Es probable que muchos abonados que fruncieron el ceño al leer en la programación anual el nombre de una obra sinfónico-coral en la temporada lírica hayan finalmente cambiado de opinión luego de asistir a la realización magnífica de un monumento artístico y humano como lo es este "War Requiem" de Benjamin Britten. Tanto en su contenido simbólico de alegato anti-belicista como en su riqueza estética, la pieza es imprescindible, y la realización de una obra de esta complejidad es un hecho relevante.
"Mi tema es la guerra. (...) Lo único que puede hacer hoy un poeta es advertir". La frase que sirve de epígrafe a la partitura es de Wilfred Owen, el emblemático poeta y soldado que murió días antes del fin de la Primera Guerra Mundial y cuyos textos dan a este réquiem su dimensión y su condición de inigualable. Son entonados por el tenor y el barítono en una instancia casi teatral y acompañados por una orquesta de cámara, en contraste con el grupo instrumental que sustenta al coro y a la soprano, encargados del texto latino.
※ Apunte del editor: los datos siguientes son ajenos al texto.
impl UkfEngine {
    /// Create an engine for an n-dimensional state; weights are cached here.
    pub fn new(state_dim: usize, params: UkfParams) -> Self {
        let n = state_dim as f64;
        let lambda = params.lambda(state_dim);
        let sigma_count = 2 * state_dim + 1;

        let mut weights_mean = DVector::<f64>::zeros(sigma_count);
        let mut weights_cov = DVector::<f64>::zeros(sigma_count);

        weights_mean[0] = lambda / (n + lambda);
        weights_cov[0] = lambda / (n + lambda) + (1.0 - params.alpha * params.alpha + params.beta);

        for i in 1..sigma_count {
            weights_mean[i] = 1.0 / (2.0 * (n + lambda));
            weights_cov[i] = 1.0 / (2.0 * (n + lambda));
        }

        Self {
            params,
            state_dim,
            lambda,
            weights_mean,
            weights_cov,
        }
    }

    pub fn params(&self) -> &UkfParams {
        &self.params
    }

    pub fn state_dim(&self) -> usize {
        self.state_dim
    }

    pub fn sigma_count(&self) -> usize {
        2 * self.state_dim + 1
    }

    pub fn weights_mean(&self) -> &DVector<f64> {
        &self.weights_mean
    }

    pub fn weights_cov(&self) -> &DVector<f64> {
        &self.weights_cov
    }

    /// Sigma points [x, x + A_i, x − A_i] with A = sqrt(n+λ) · F, P = F Fᵀ.
    pub fn sigma_points(&self, x: &DVector<f64>, p: &DMatrix<f64>) -> EstimatorResult<SigmaPointSet> {
        let n = self.state_dim;
        self.check_state(x, p)?;

        let factor = ldl_lower_factor(p).ok_or(EstimatorError::StateDegenerate)?;
        let a = factor * (n as f64 + self.lambda).sqrt();

        let mut points = DMatrix::<f64>::zeros(n, 2 * n + 1);
        points.set_column(0, x);
        for i in 0..n {
            let offset = a.column(i);
            points.set_column(i + 1, &(x + &offset));
            points.set_column(i + 1 + n, &(x - &offset));
        }

        let mean = self.weighted_mean(&points);
        Ok(SigmaPointSet { points, mean })
    }

    /// Push sigma columns through the process function and recombine.
    pub fn state_transform<F: ProcessModel + ?Sized>(
        &self,
        model: &F,
        sigma_points: &DMatrix<f64>,
        noise_cov: &DMatrix<f64>,
        dt: f64,
    ) -> EstimatorResult<Transform> {
        let n = sigma_points.nrows();
        let mut transformed = DMatrix::<f64>::zeros(n, sigma_points.ncols());
        for (i, column) in sigma_points.column_iter().enumerate() {
            let y = model.process(&column.into_owned(), dt);
            if y.len() != n {
                return Err(EstimatorError::DimensionMismatch(format!(
                    "process function returned {} entries, expected {}",
                    y.len(),
                    n
                )));
            }
            transformed.set_column(i, &y);
        }
        self.recombine(transformed, noise_cov)
    }

    /// Push sigma columns through the observation function and recombine.
    pub fn sensor_transform<H: ObservationModel + ?Sized>(
        &self,
        model: &H,
        sigma_points: &DMatrix<f64>,
        noise_cov: &DMatrix<f64>,
    ) -> EstimatorResult<Transform> {
        let m = model.measurement_dim();
        let mut transformed = DMatrix::<f64>::zeros(m, sigma_points.ncols());
        for (i, column) in sigma_points.column_iter().enumerate() {
            let z = model.observe(&column.into_owned());
            if z.len() != m {
                return Err(EstimatorError::DimensionMismatch(format!(
                    "observation function returned {} entries, expected {}",
                    z.len(),
                    m
                )));
            }
            transformed.set_column(i, &z);
        }
        self.recombine(transformed, noise_cov)
    }

    /// Predict step: sigma points of (x, P) through the process model.
    pub fn predict<F: ProcessModel + ?Sized>(
        &self,
        model: &F,
        x: &DVector<f64>,
        p: &DMatrix<f64>,
        q: &DMatrix<f64>,
        dt: f64,
    ) -> EstimatorResult<Transform> {
        if q.shape() != (self.state_dim, self.state_dim) {
            return Err(EstimatorError::DimensionMismatch(format!(
                "process noise is {:?}, expected {n}x{n}",
                q.shape(),
                n = self.state_dim
            )));
        }
        let sigma = self.sigma_points(x, p)?;
        let transform = self.state_transform(model, &sigma.points, q, dt)?;

        if !is_finite_vector(transform.mean()) {
            return Err(EstimatorError::NumericNonFinite("predicted state"));
        }
        if !is_finite_matrix(&transform.covariance) {
            return Err(EstimatorError::NumericNonFinite("predicted covariance"));
        }
        Ok(transform)
    }

    /// Correct step against measurement z using the prediction's sigma points.
    pub fn correct<H: ObservationModel + ?Sized>(
        &self,
        model: &H,
        state_tf: &Transform,
        z: &DVector<f64>,
        r: &DMatrix<f64>,
    ) -> EstimatorResult<Estimate> {
        let m = model.measurement_dim();
        if z.len() != m || r.shape() != (m, m) {
            return Err(EstimatorError::DimensionMismatch(format!(
                "measurement has {} entries and noise {:?}, expected {m} and {m}x{m}",
                z.len(),
                r.shape()
            )));
        }
        if !is_finite_vector(z) {
            return Err(EstimatorError::NumericNonFinite("measurement"));
        }

        let sensor_tf = self.sensor_transform(model, &state_tf.sigma.points, r)?;
        let z_pred = sensor_tf.mean();
        let p_zz = &sensor_tf.covariance;

        // Cross-covariance Pxz = Dx · diag(wc) · Dzᵀ
        let p_xz = self.weighted_outer(&state_tf.deviations, &sensor_tf.deviations);

        let p_zz_inv = invert_innovation(p_zz)?;
        let k = &p_xz * p_zz_inv;

        let mean = state_tf.mean() + &k * (z - z_pred);
        let covariance = symmetrize(&(&state_tf.covariance - &k * p_xz.transpose()));

        if !is_finite_vector(&mean) {
            return Err(EstimatorError::NumericNonFinite("corrected state"));
        }
        if !is_finite_matrix(&covariance) {
            return Err(EstimatorError::NumericNonFinite("corrected covariance"));
        }
        Ok(Estimate { mean, covariance })
    }

    /// Predict immediately followed by correct.
    #[allow(clippy::too_many_arguments)]
    pub fn run<M: ProcessModel + ObservationModel + ?Sized>(
        &self,
        model: &M,
        x: &DVector<f64>,
        p: &DMatrix<f64>,
        z: &DVector<f64>,
        q: &DMatrix<f64>,
        r: &DMatrix<f64>,
        dt: f64,
    ) -> EstimatorResult<Estimate> {
        let state_tf = self.predict(model, x, p, q, dt)?;
        self.correct(model, &state_tf, z, r)
    }

    fn check_state(&self, x: &DVector<f64>, p: &DMatrix<f64>) -> EstimatorResult<()> {
        let n = self.state_dim;
        if x.len() != n || p.shape() != (n, n) {
            return Err(EstimatorError::DimensionMismatch(format!(
                "state has {} entries and covariance {:?}, expected {n} and {n}x{n}",
                x.len(),
                p.shape()
            )));
        }
        if !is_finite_vector(x) {
            return Err(EstimatorError::NumericNonFinite("state"));
        }
        if !is_finite_matrix(p) {
            return Err(EstimatorError::NumericNonFinite("covariance"));
        }
        Ok(())
    }

    fn weighted_mean(&self, points: &DMatrix<f64>) -> DVector<f64> {
        let mut mean = DVector::<f64>::zeros(points.nrows());
        for (i, column) in points.column_iter().enumerate() {
            mean += column * self.weights_mean[i];
        }
        mean
    }

    /// A · diag(wc) · Bᵀ
    fn weighted_outer(&self, a: &DMatrix<f64>, b: &DMatrix<f64>) -> DMatrix<f64> {
        let mut scaled = a.clone();
        for (i, mut column) in scaled.column_iter_mut().enumerate() {
            column *= self.weights_cov[i];
        }
        scaled * b.transpose()
    }

    fn recombine(&self, points: DMatrix<f64>, noise_cov: &DMatrix<f64>) -> EstimatorResult<Transform> {
        let dim = points.nrows();
        if points.ncols() != self.sigma_count() {
            return Err(EstimatorError::DimensionMismatch(format!(
                "{} sigma points, expected {}",
                points.ncols(),
                self.sigma_count()
            )));
        }
        if noise_cov.shape() != (dim, dim) {
            return Err(EstimatorError::DimensionMismatch(format!(
                "noise covariance is {:?}, expected {dim}x{dim}",
                noise_cov.shape()
            )));
        }

        let mean = self.weighted_mean(&points);
        let deviations = &points - repeat_columns(&mean, points.ncols());
        let covariance = symmetrize(&(self.weighted_outer(&deviations, &deviations) + noise_cov));

        Ok(Transform {
            sigma: SigmaPointSet { points, mean },
            deviations,
            covariance,
        })
    }
}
Britten pide que el coro de niños esté distante, y la elección de su ubicación no podría haber sido mejor para el Colón: la pasarela que rodea la araña principal, en la cúpula y por encima de las ingenuas pinturas de Raúl Soldi. Cada intervención del Coro de Niños, preparado de manera impecable por César Bustamante y Helena Cánepa, fue así un trance casi místico, complementado al igual que la cámara acústica- por una acertada iluminación de Gonzalo Córdova.
La gran sorpresa de la noche fue la joven y ascendente Tamara Wilson, una voz con cuerpo, redonda y liviana a la vez, de perfecta llegada, expresiva y versátil. Víctor Torres, uno de los mejores intérpretes imaginables en la actualidad a nivel mundial para la parte de barítono, dio una vez más una lección de canto, de estilo, de expresión y de intimidad. La parte de tenor fue escrita por Britten para su gran compañero e inspirador Peter Pears, poseedor de un instrumento delicado y liviano; el desempeño de Enrique Folger fue profesional, enjundioso y conmovedor, pero lógicamente su voz no era la indicada y no se lo advirtió cómodo.
El Coro Estable preparado por Miguel Martínez y Marcelo Ayub rindió de manera inmejorable en su difícil parte, con gran amplitud dinámica, empaste y balance de las cuerdas. Tanto la pequeña como la gran orquesta y el conjunto en general tuvieron en Guillermo Scarabino a un guía seguro, atento y claro. La sala, que mostró en la función de Gran Abono un clima infinitamente más concentrado que en las funciones de ópera, brindó una ovación prolongada e incluso tuvo la delicadeza de esperar para los aplausos unos segundos después del último acorde, algo que lamentablemente no sucede con frecuencia.